While sEVs efficiently transport nucleic acids, proteins, and lipids, most studies have focused on the ribonucleic acid (RNA) component of sEVs, particularly microRNAs (miRNAs). To elucidate the role of certain miRNAs in plasma sEVs, the differential expression of miRNAs was assessed in plasma between young and aged mice through small RNA deep sequencing.

Additional experiments identified representative miRNA cargoes of young and aged sEVs. More specifically, miR-455-3p, miR-144-3p, and miR-149-5p represented the young state, whereas miR-34a-5p, miR-29a-3p, and miR-29c-3p represented the aged state. Notably, peroxisome proliferator-activated receptor γ coactivator 1 α (PGC-1α) was a common target negatively regulated by miR-34a-5p, miR-29a-3p, and miR-29c-3p.

Furthermore, miR-455-3p, miR-144-3p, and miR-149-5p could be indirect stimulators of PGC-1α, as their downstream target genes show an inverse correlation with PGC-1α. Aged mice exhibited significantly reduced levels of PGC-1α expression in the muscle and hippocampus compared to young mice, and young sEV treatment of aged mice increased its expression.

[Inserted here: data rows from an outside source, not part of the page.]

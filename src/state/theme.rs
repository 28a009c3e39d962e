use serde::{Deserialize, Serialize};
use tokio::sync::RwLock;

#[derive(Serialize, Deserialize, Debug, Clone, Copy, PartialEq, Eq, Default)]
#[serde(rename_all = "lowercase")]
pub enum Theme {
    Light,
    Dark,
    #[default]
    System,
}

impl Theme {
    /// Light and Dark swap; System resolves to Dark.
    pub fn toggled(self) -> Self {
        match self {
            Theme::Dark => Theme::Light,
            Theme::Light | Theme::System => Theme::Dark,
        }
    }
}

#[derive(Default)]
pub struct ThemeState {
    theme: RwLock<Theme>,
}

impl ThemeState {
    pub async fn get(&self) -> Theme {
        *self.theme.read().await
    }

    pub async fn set(&self, theme: Theme) {
        *self.theme.write().await = theme;
    }

    pub async fn toggle(&self) -> Theme {
        let mut theme = self.theme.write().await;
        *theme = theme.toggled();
        *theme
    }
}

Silencing PGC-1α using a small-interfering RNA (siRNA) significantly diminished the benefits observed with young sEV treatment on mitochondrial respiration. Additional investigations confirmed that miR-455-3p, miR-144-3p, and miR-149-5p in young sEVs were rejuvenating miRNAs, whereas miR-34a-5p, miR-29a-3p, and miR-29c-3p in aged sEVs were pro-aging miRNAs.

Conclusions

Repeated administration of young sEVs enhanced the physiologic function and physical performance of aged mice. In the short term, young sEV treatment rapidly improved the whole body. In contrast, young sEV treatment revitalized the performance and properties of aged tissues to levels observed in young mice over longer periods.

Taken together, the study findings indicate that young sEVs could lead to promising opportunities to rejuvenate aging tissues and improve well-being and lifespan.